▸ **WHAT THE EXERCISE ASKS**
Please list all lines of the material below in which the string "head" occurs.

▸ **RAW DATA**
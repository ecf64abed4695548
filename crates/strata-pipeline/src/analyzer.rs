//! L1 dependency extraction and graph assembly.

use std::collections::{BTreeMap, HashMap, HashSet};
use std::sync::{LazyLock, RwLock};

use regex::Regex;
use serde::Serialize;
use strata_parse::{AiItem, Dependency, DependencyKind, ItemType, Lang};

use crate::error::CollaboratorError;

static IDENT_RE: LazyLock<Regex> =
    LazyLock::new(|| Regex::new(r"[A-Za-z_$][A-Za-z0-9_$]*").expect("valid regex"));

/// Metadata keys whose values name supertypes of an item.
const INHERITANCE_KEYS: &[&str] = &[
    "bases",
    "extends",
    "implements",
    "extendsInterfaces",
    "embedded",
];

pub trait DependencyAnalyzer: Send + Sync {
    /// Called once with the full collection before per-item analysis.
    fn prepare(&self, _all: &[AiItem]) {}

    /// Ordered dependencies of `item` against the whole collection.
    ///
    /// # Errors
    ///
    /// Returns an error if the item cannot be analyzed; the pipeline records
    /// an empty list for it.
    fn analyze_dependencies(
        &self,
        item: &AiItem,
        all: &[AiItem],
    ) -> Result<Vec<Dependency>, CollaboratorError>;

    /// Graph over `all`, whose `l1_deps` are already populated.
    fn build_dependency_graph(&self, all: &[AiItem]) -> DependencyGraph {
        DependencyGraph::from_items(all)
    }
}

#[derive(Debug, Clone, PartialEq, Eq, Serialize)]
pub struct GraphNode {
    #[serde(rename = "type")]
    pub item_type: ItemType,
    pub file_path: String,
    pub outgoing: Vec<String>,
    pub incoming: Vec<String>,
}

#[derive(Debug, Clone, PartialEq, Eq, Serialize)]
pub struct GraphEdge {
    pub from: String,
    pub to: String,
    pub kind: DependencyKind,
}

/// Item dependency graph keyed by item id.
#[derive(Debug, Clone, Default, PartialEq, Eq, Serialize)]
pub struct DependencyGraph {
    pub nodes: BTreeMap<String, GraphNode>,
    pub edges: Vec<GraphEdge>,
}

impl DependencyGraph {
    /// Build nodes for every item and edges for every dependency that resolved
    /// to an item present in `items`.
    #[must_use]
    pub fn from_items(items: &[AiItem]) -> Self {
        let mut nodes: BTreeMap<String, GraphNode> = items
            .iter()
            .map(|item| {
                (
                    item.id.clone(),
                    GraphNode {
                        item_type: item.item_type,
                        file_path: item.file_path.clone(),
                        outgoing: Vec::new(),
                        incoming: Vec::new(),
                    },
                )
            })
            .collect();

        let mut edges = Vec::new();
        let mut seen = HashSet::new();
        for item in items {
            for dep in &item.l1_deps {
                let Some(target) = dep.target_id.as_deref() else {
                    continue;
                };
                if !nodes.contains_key(target) || !seen.insert((item.id.as_str(), target)) {
                    continue;
                }
                edges.push(GraphEdge {
                    from: item.id.clone(),
                    to: target.to_owned(),
                    kind: dep.kind,
                });
            }
        }

        for edge in &edges {
            if let Some(node) = nodes.get_mut(&edge.from) {
                node.outgoing.push(edge.to.clone());
            }
            if let Some(node) = nodes.get_mut(&edge.to) {
                node.incoming.push(edge.from.clone());
            }
        }

        Self { nodes, edges }
    }

    #[must_use]
    pub fn edge_count(&self) -> usize {
        self.edges.len()
    }

    #[must_use]
    pub fn node(&self, id: &str) -> Option<&GraphNode> {
        self.nodes.get(id)
    }
}

/// Resolves identifiers in an item's code against the names of all items.
#[derive(Debug, Default)]
pub struct SymbolAnalyzer {
    prepared: RwLock<Option<NameIndex>>,
}

/// Item name to the `(id, language)` of every item carrying it, in collection order.
type NameIndex = HashMap<String, Vec<(String, Lang)>>;

impl SymbolAnalyzer {
    #[must_use]
    pub fn new() -> Self {
        Self::default()
    }

    fn analyze_with(item: &AiItem, names: &NameIndex) -> Vec<Dependency> {
        let supertypes = supertype_names(item);
        let code = item.l0_code.as_str();

        let mut order: Vec<&str> = Vec::new();
        let mut kinds: HashMap<&str, DependencyKind> = HashMap::new();
        for m in IDENT_RE.find_iter(code) {
            let ident = m.as_str();
            if !names.contains_key(ident) {
                continue;
            }
            let kind = if supertypes.contains(ident) {
                DependencyKind::Inheritance
            } else if code[m.end()..].trim_start().starts_with('(') {
                DependencyKind::Call
            } else {
                DependencyKind::Reference
            };
            match kinds.get_mut(ident) {
                Some(existing) => {
                    if rank(kind) > rank(*existing) {
                        *existing = kind;
                    }
                }
                None => {
                    order.push(ident);
                    kinds.insert(ident, kind);
                }
            }
        }

        let mut deps = Vec::new();
        for ident in order {
            let kind = kinds[ident];
            for (target, lang) in &names[ident] {
                if *target == item.id || !compatible(item.language, *lang) {
                    continue;
                }
                deps.push(Dependency {
                    name: ident.to_owned(),
                    kind,
                    target_id: Some(target.clone()),
                });
            }
        }
        deps
    }
}

impl DependencyAnalyzer for SymbolAnalyzer {
    fn prepare(&self, all: &[AiItem]) {
        if let Ok(mut prepared) = self.prepared.write() {
            *prepared = Some(name_index(all));
        }
    }

    fn analyze_dependencies(
        &self,
        item: &AiItem,
        all: &[AiItem],
    ) -> Result<Vec<Dependency>, CollaboratorError> {
        let prepared = self
            .prepared
            .read()
            .map_err(|e| CollaboratorError::Other(format!("name index unavailable: {e}")))?;
        match prepared.as_ref() {
            Some(names) => Ok(Self::analyze_with(item, names)),
            None => Ok(Self::analyze_with(item, &name_index(all))),
        }
    }
}

fn name_index(all: &[AiItem]) -> NameIndex {
    let mut names: NameIndex = HashMap::new();
    for item in all {
        let targets = names.entry(item.name.clone()).or_default();
        if !targets.iter().any(|(id, _)| *id == item.id) {
            targets.push((item.id.clone(), item.language));
        }
    }
    names
}

/// Names listed in the item's supertype metadata, stripped of generics and qualifiers.
fn supertype_names(item: &AiItem) -> HashSet<String> {
    let mut names = HashSet::new();
    for key in INHERITANCE_KEYS {
        let Some(value) = item.metadata.get(*key) else {
            continue;
        };
        let raw: Vec<&str> = match value {
            serde_json::Value::String(s) => vec![s.as_str()],
            serde_json::Value::Array(values) => {
                values.iter().filter_map(serde_json::Value::as_str).collect()
            }
            _ => Vec::new(),
        };
        for entry in raw {
            let head = entry.split(['<', '[', '(']).next().unwrap_or(entry);
            let base = head.rsplit(['.', ' ', '*', '=']).next().unwrap_or(head).trim();
            if !base.is_empty() {
                names.insert(base.to_owned());
            }
        }
    }
    names
}

fn rank(kind: DependencyKind) -> u8 {
    match kind {
        DependencyKind::Reference => 0,
        DependencyKind::Call => 1,
        DependencyKind::Inheritance => 2,
    }
}

fn compatible(a: Lang, b: Lang) -> bool {
    let script = |l: Lang| matches!(l, Lang::TypeScript | Lang::JavaScript);
    a == b || (script(a) && script(b))
}

#[cfg(test)]
mod tests {
    use strata_parse::ParserDispatcher;

    use super::*;

    fn items(rel_path: &str, source: &str) -> Vec<AiItem> {
        ParserDispatcher::default()
            .parser_for(std::path::Path::new(rel_path))
            .unwrap()
            .parse_source(source, rel_path)
    }

    fn deps_of<'a>(all: &'a [AiItem], name: &str) -> &'a [Dependency] {
        &all.iter().find(|i| i.name == name).unwrap().l1_deps
    }

    fn analyzed(mut all: Vec<AiItem>) -> Vec<AiItem> {
        let analyzer = SymbolAnalyzer::new();
        analyzer.prepare(&all);
        let deps: Vec<_> = all
            .iter()
            .map(|item| analyzer.analyze_dependencies(item, &all).unwrap())
            .collect();
        for (item, deps) in all.iter_mut().zip(deps) {
            item.l1_deps = deps;
        }
        all
    }

    const PY: &str = "\
class Base:
    pass


class Child(Base):
    def run(self):
        return helper(LIMIT)


def helper(x):
    return helper(x - 1) if x else Base
";

    #[test]
    fn classifies_calls_inheritance_and_references() {
        let all = analyzed(items("app.py", PY));

        let child = deps_of(&all, "Child");
        assert_eq!(child[0].name, "Base");
        assert_eq!(child[0].kind, DependencyKind::Inheritance);
        assert!(child.iter().any(|d| d.name == "helper" && d.kind == DependencyKind::Call));

        let run = deps_of(&all, "run");
        assert_eq!(run.len(), 1);
        assert_eq!(run[0].target_id.as_deref(), Some("app.helper_L10"));

        let helper = deps_of(&all, "helper");
        assert_eq!(helper.len(), 1, "self call dropped: {helper:?}");
        assert_eq!(helper[0].name, "Base");
        assert_eq!(helper[0].kind, DependencyKind::Reference);
    }

    #[test]
    fn ambiguous_names_resolve_to_every_target() {
        let mut all = items("a.go", "package a\n\nfunc Open() {}\n");
        all.extend(items("b.go", "package b\n\nfunc Open() {}\n"));
        all.extend(items("main.go", "package main\n\nfunc main() {\n\tOpen()\n}\n"));
        let all = analyzed(all);

        let targets: Vec<_> = deps_of(&all, "main")
            .iter()
            .map(|d| d.target_id.clone().unwrap())
            .collect();
        assert_eq!(targets, ["a.Open_L3", "b.Open_L3"]);
    }

    #[test]
    fn languages_do_not_cross() {
        let mut all = items("util.py", "def load():\n    pass\n");
        all.extend(items("main.go", "package main\n\nfunc main() {\n\tload()\n}\n"));
        let all = analyzed(all);
        assert!(deps_of(&all, "main").is_empty());
    }

    #[test]
    fn works_without_prepare() {
        let all = items("app.py", PY);
        let child = all.iter().find(|i| i.name == "Child").unwrap();
        let deps = SymbolAnalyzer::new()
            .analyze_dependencies(child, &all)
            .unwrap();
        assert!(!deps.is_empty());
    }

    #[test]
    fn graph_links_resolved_dependencies_only() {
        let mut all = analyzed(items("app.py", PY));
        all[0].l1_deps.push(Dependency {
            name: "Unknown".into(),
            kind: DependencyKind::Reference,
            target_id: Some("nowhere_L1".into()),
        });

        let graph = DependencyGraph::from_items(&all);
        assert_eq!(graph.nodes.len(), all.len());
        assert!(graph.edges.iter().all(|e| graph.nodes.contains_key(&e.to)));

        let base = graph.node("app.Base_L1").unwrap();
        assert!(base.incoming.contains(&"app.Child_L5".to_owned()));
        let child = graph.node("app.Child_L5").unwrap();
        assert!(child.outgoing.contains(&"app.Base_L1".to_owned()));
        assert_eq!(
            graph.edge_count(),
            all.iter()
                .flat_map(|i| &i.l1_deps)
                .filter(|d| d.target_id.as_deref() != Some("nowhere_L1"))
                .count()
        );
    }

    #[test]
    fn supertypes_strip_generics_and_packages() {
        let mut all = items("Svc.java", "public class Svc extends core.Base<String> implements Runnable {\n}\n");
        all.extend(items("Base.java", "public class Base<T> {\n}\n"));
        let all = analyzed(all);
        let svc = deps_of(&all, "Svc");
        assert_eq!(svc.len(), 1);
        assert_eq!(svc[0].kind, DependencyKind::Inheritance);
    }
}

▸ **THE COMPLETED TASK**
            let head = entry.split(['<', '[', '(']).next().unwrap_or(entry);
            let base = head.rsplit(['.', ' ', '*', '=']).next().unwrap_or(head).trim();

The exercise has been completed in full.